> _WHAT THIS TASK INVOLVES_
Could you copy every line of the data that contains the word "text"?
[[ DATA PROVIDED, beginning ]]
//! 表変換（列スキーマ・CSV）
//!
//! 列は常に全レコードのフィールド名の和集合をソートしたもの。
//! 保存はせず、表示・出力のたびに計算し直す。

use crate::types::ExtractionRecord;
use std::collections::BTreeSet;

/// 表表示で欠落/nullフィールドの代わりに出す文字列
pub const MISSING_PLACEHOLDER: &str = "N/A";

/// 固定列（フィールド列の前に並ぶ）
pub const FIXED_HEADERS: [&str; 2] = ["id", "sourceName"];

/// 全レコードのフィールド名の和集合（ソート・重複なし）
pub fn compute_columns(records: &[ExtractionRecord]) -> Vec<String> {
    records
        .iter()
        .flat_map(|r| r.fields.keys())
        .cloned()
        .collect::<BTreeSet<_>>()
        .into_iter()
        .collect()
}

/// 表表示用のセル値（欠落・nullは `N/A`）
pub fn display_cell<'a>(record: &'a ExtractionRecord, column: &str) -> &'a str {
    record.field(column).unwrap_or(MISSING_PLACEHOLDER)
}

/// 出力用のセル値（欠落・nullは空文字）
pub fn export_cell<'a>(record: &'a ExtractionRecord, column: &str) -> &'a str {
    record.field(column).unwrap_or("")
}

/// ヘッダー行（固定列 + フィールド列）
pub fn header_row(columns: &[String]) -> Vec<String> {
    FIXED_HEADERS
        .iter()
        .map(|h| h.to_string())
        .chain(columns.iter().cloned())
        .collect()
}

/// ダブルクォートで囲み、内部の `"` を `""` にする
pub fn quote_csv(value: &str) -> String {
    format!("\"{}\"", value.replace('"', "\"\""))
}

/// ヘッダーセル。区切り文字等を含む場合のみクォート
fn header_cell(name: &str) -> String {
    if name.contains(&[',', '"', '\n', '\r'][..]) {
        quote_csv(name)
    } else {
        name.to_string()
    }
}

/// レコード一覧をCSV文字列に変換
///
/// ヘッダー: `id,sourceName,<ソート済みフィールド名...>`
/// データ行: idはそのまま、元ファイル名と各フィールドはクォートする。
pub fn to_csv(records: &[ExtractionRecord]) -> String {
    let columns = compute_columns(records);

    let mut csv = header_row(&columns)
        .iter()
        .map(|h| header_cell(h))
        .collect::<Vec<_>>()
        .join(",");
    csv.push('\n');

    for record in records {
        let row: Vec<String> = std::iter::once(record.id.to_string())
            .chain(std::iter::once(quote_csv(&record.source_name)))
            .chain(columns.iter().map(|c| quote_csv(export_cell(record, c))))
            .collect();
        csv.push_str(&row.join(","));
        csv.push('\n');
    }

    csv
}

#[cfg(test)]
mod tests {
    use super::*;
    use crate::types::FieldMap;

    fn record(id: i64, name: &str, fields: &[(&str, Option<&str>)]) -> ExtractionRecord {
        let map: FieldMap = fields
            .iter()
            .map(|(k, v)| (k.to_string(), v.map(|s| s.to_string())))
            .collect();
        ExtractionRecord::new(id, name, map)
    }

    /// テスト用の簡易CSVパーサー（クォート・""・改行入りセル対応）
    fn parse_csv(text: &str) -> Vec<Vec<String>> {
        let mut rows = Vec::new();
        let mut row = Vec::new();
        let mut cell = String::new();
        let mut in_quotes = false;
        let mut chars = text.chars().peekable();

        while let Some(c) = chars.next() {
            if in_quotes {
                match c {
                    '"' if chars.peek() == Some(&'"') => {
                        chars.next();
                        cell.push('"');
                    }
                    '"' => in_quotes = false,
                    _ => cell.push(c),
                }
            } else {
                match c {
                    '"' => in_quotes = true,
                    ',' => row.push(std::mem::take(&mut cell)),
                    '\n' => {
                        row.push(std::mem::take(&mut cell));
                        rows.push(std::mem::take(&mut row));
                    }
                    _ => cell.push(c),
                }
            }
        }
        rows
    }

    #[test]
    fn test_compute_columns_sorted_union() {
        let records = vec![
            record(1, "a.png", &[("name", Some("Acme")), ("date", None)]),
            record(2, "b.png", &[("address", Some("Tokyo")), ("name", Some("Beta"))]),
        ];
        assert_eq!(compute_columns(&records), vec!["address", "date", "name"]);
    }

    #[test]
    fn test_compute_columns_order_independent() {
        let a = record(1, "a.png", &[("z", Some("1")), ("m", None)]);
        let b = record(2, "b.png", &[("a", Some("2"))]);
        let c = record(3, "c.png", &[]);

        let forward = compute_columns(&[a.clone(), b.clone(), c.clone()]);
        let backward = compute_columns(&[c, b, a]);
        assert_eq!(forward, backward);
        assert_eq!(forward, vec!["a", "m", "z"]);
    }

    #[test]
    fn test_compute_columns_idempotent() {
        let records = vec![record(1, "a.png", &[("b", Some("1")), ("a", None)])];
        assert_eq!(compute_columns(&records), compute_columns(&records));
    }

    #[test]
    fn test_compute_columns_empty() {
        assert!(compute_columns(&[]).is_empty());
    }

    #[test]
    fn test_to_csv_header_and_quoting() {
        let records = vec![record(10, "say \"hi\".png", &[("note", Some("a \"quoted\" word"))])];
        let csv = to_csv(&records);
        let lines: Vec<&str> = csv.lines().collect();

        assert_eq!(lines[0], "id,sourceName,note");
        assert_eq!(lines[1], r#"10,"say ""hi"".png","a ""quoted"" word""#);
        assert!(csv.ends_with('\n'));
    }

    #[test]
    fn test_to_csv_empty_records_header_only() {
        assert_eq!(to_csv(&[]), "id,sourceName\n");
    }

    #[test]
    fn test_missing_field_empty_in_csv_but_placeholder_in_table() {
        // 出力は空文字、表示は N/A（表示先ごとの意図的な違い）
        let records = vec![
            record(1, "a.png", &[("name", Some("Acme")), ("date", None)]),
            record(2, "b.png", &[("address", Some("Tokyo"))]),
        ];
        let csv = to_csv(&records);
        let lines: Vec<&str> = csv.lines().collect();
        assert_eq!(lines[0], "id,sourceName,address,date,name");
        assert_eq!(lines[1], r#"1,"a.png","","","Acme""#);
        assert_eq!(lines[2], r#"2,"b.png","Tokyo","","""#);

        assert_eq!(display_cell(&records[0], "date"), MISSING_PLACEHOLDER);
        assert_eq!(display_cell(&records[0], "address"), MISSING_PLACEHOLDER);
        assert_eq!(display_cell(&records[1], "address"), "Tokyo");
        assert_eq!(export_cell(&records[0], "address"), "");
    }

    #[test]
    fn test_to_csv_round_trip() {
        let records = vec![
            record(1, "官報 2024,04.png", &[("法人名・氏名", Some("株式会社\"テスト\"")), ("住所", None)]),
            record(2, "b.png", &[("記事本文（全角）", Some("一行目\n二行目")), ("住所", Some("東京都千代田区"))]),
        ];
        let csv = to_csv(&records);
        let rows = parse_csv(&csv);

        let header = &rows[0];
        assert_eq!(&header[..2], &["id".to_string(), "sourceName".to_string()]);
        assert_eq!(rows.len(), records.len() + 1);

        for (record, row) in records.iter().zip(rows.iter().skip(1)) {
            assert_eq!(row[0], record.id.to_string());
            assert_eq!(row[1], record.source_name);
            for (i, column) in header.iter().enumerate().skip(2) {
                assert_eq!(row[i], export_cell(record, column));
                if let Some(value) = record.field(column) {
                    assert_eq!(row[i], value);
                }
            }
        }
    }

    #[test]
    fn test_header_with_comma_is_quoted() {
        let records = vec![record(1, "a.png", &[("a,b", Some("x"))])];
        let csv = to_csv(&records);
        assert!(csv.starts_with("id,sourceName,\"a,b\"\n"));
        let rows = parse_csv(&csv);
        assert_eq!(rows[0][2], "a,b");
        assert_eq!(rows[1][2], "x");
    }
}
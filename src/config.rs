//! APIキー・指示プロンプトの保存
//!
//! 値は変更のたびに保存領域へ書き込む。

use crate::error::Result;
use crate::extractor::gemini::{DEFAULT_API_BASE, DEFAULT_MODEL};
use crate::storage::{Storage, API_KEY_KEY, MODEL_KEY, PROMPT_KEY};
use image_extract_common::DEFAULT_PROMPT;
use tracing::warn;

/// 保存済みキーより優先されるAPIキー
pub const API_KEY_ENV: &str = "GEMINI_API_KEY";
/// APIのベースURLを上書きする環境変数
pub const API_BASE_ENV: &str = "GEMINI_API_BASE";

#[derive(Debug, Clone)]
pub struct Config {
    pub api_key: String,
    pub prompt: String,
    pub model: String,
    pub api_base: String,
    /// `api_key` が環境変数由来か
    pub api_key_from_env: bool,
}

impl Default for Config {
    fn default() -> Self {
        Self {
            api_key: String::new(),
            prompt: DEFAULT_PROMPT.to_string(),
            model: DEFAULT_MODEL.to_string(),
            api_base: DEFAULT_API_BASE.to_string(),
            api_key_from_env: false,
        }
    }
}

fn non_empty(value: Option<String>) -> Option<String> {
    value.filter(|v| !v.trim().is_empty())
}

/// 設定スロットを読む。読めない場合は警告を積んで `None`
fn read_slot(storage: &Storage, key: &str, warnings: &mut Vec<String>) -> Option<String> {
    match storage.get(key) {
        Ok(value) => value,
        Err(e) => {
            let message = format!("設定 {} を読み込めないため既定値を使います: {}", key, e);
            warn!("{}", message);
            warnings.push(message);
            None
        }
    }
}

impl Config {
    /// 保存領域から読み込み。未保存・空・読めない値は既定値になる
    ///
    /// 読めなかったスロットの警告も返す。
    pub fn load(storage: &Storage) -> (Self, Vec<String>) {
        let mut config = Self::default();
        let mut warnings = Vec::new();

        if let Some(key) = read_slot(storage, API_KEY_KEY, &mut warnings) {
            config.api_key = key.trim().to_string();
        }
        if let Some(prompt) = non_empty(read_slot(storage, PROMPT_KEY, &mut warnings)) {
            config.prompt = prompt;
        }
        if let Some(model) = non_empty(read_slot(storage, MODEL_KEY, &mut warnings)) {
            config.model = model.trim().to_string();
        }

        // 環境変数を優先
        if let Some(key) = non_empty(std::env::var(API_KEY_ENV).ok()) {
            config.api_key = key.trim().to_string();
            config.api_key_from_env = true;
        }
        if let Some(base) = non_empty(std::env::var(API_BASE_ENV).ok()) {
            config.api_base = base.trim().trim_end_matches('/').to_string();
        }

        (config, warnings)
    }

    pub fn has_api_key(&self) -> bool {
        !self.api_key.is_empty()
    }

    pub fn set_api_key(&mut self, storage: &Storage, key: &str) -> Result<()> {
        let key = key.trim();
        storage.set(API_KEY_KEY, key)?;
        self.api_key = key.to_string();
        self.api_key_from_env = false;
        Ok(())
    }

    pub fn clear_api_key(&mut self, storage: &Storage) -> Result<()> {
        storage.remove(API_KEY_KEY)?;
        self.api_key.clear();
        self.api_key_from_env = false;
        Ok(())
    }

    pub fn set_prompt(&mut self, storage: &Storage, prompt: &str) -> Result<()> {
        storage.set(PROMPT_KEY, prompt)?;
        self.prompt = if prompt.trim().is_empty() {
            DEFAULT_PROMPT.to_string()
        } else {
            prompt.to_string()
        };
        Ok(())
    }

    /// 既定のプロンプトに戻す
    pub fn reset_prompt(&mut self, storage: &Storage) -> Result<()> {
        storage.remove(PROMPT_KEY)?;
        self.prompt = DEFAULT_PROMPT.to_string();
        Ok(())
    }

    pub fn is_default_prompt(&self) -> bool {
        self.prompt == DEFAULT_PROMPT
    }

    pub fn set_model(&mut self, storage: &Storage, model: &str) -> Result<()> {
        let model = model.trim();
        storage.set(MODEL_KEY, model)?;
        self.model = if model.is_empty() {
            DEFAULT_MODEL.to_string()
        } else {
            model.to_string()
        };
        Ok(())
    }

    /// 表示用に伏せたAPIキー（先頭4文字・末尾4文字のみ）
    pub fn masked_api_key(&self) -> String {
        let chars: Vec<char> = self.api_key.chars().collect();
        if chars.is_empty() {
            return "未設定".to_string();
        }
        if chars.len() <= 8 {
            return "*".repeat(chars.len());
        }
        let head: String = chars[..4].iter().collect();
        let tail: String = chars[chars.len() - 4..].iter().collect();
        format!("{}…{}", head, tail)
    }
}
[[ DATA PROVIDED, end ]]
> _OUTPUT_
    fn parse_csv(text: &str) -> Vec<Vec<String>> {
        let mut chars = text.chars().peekable();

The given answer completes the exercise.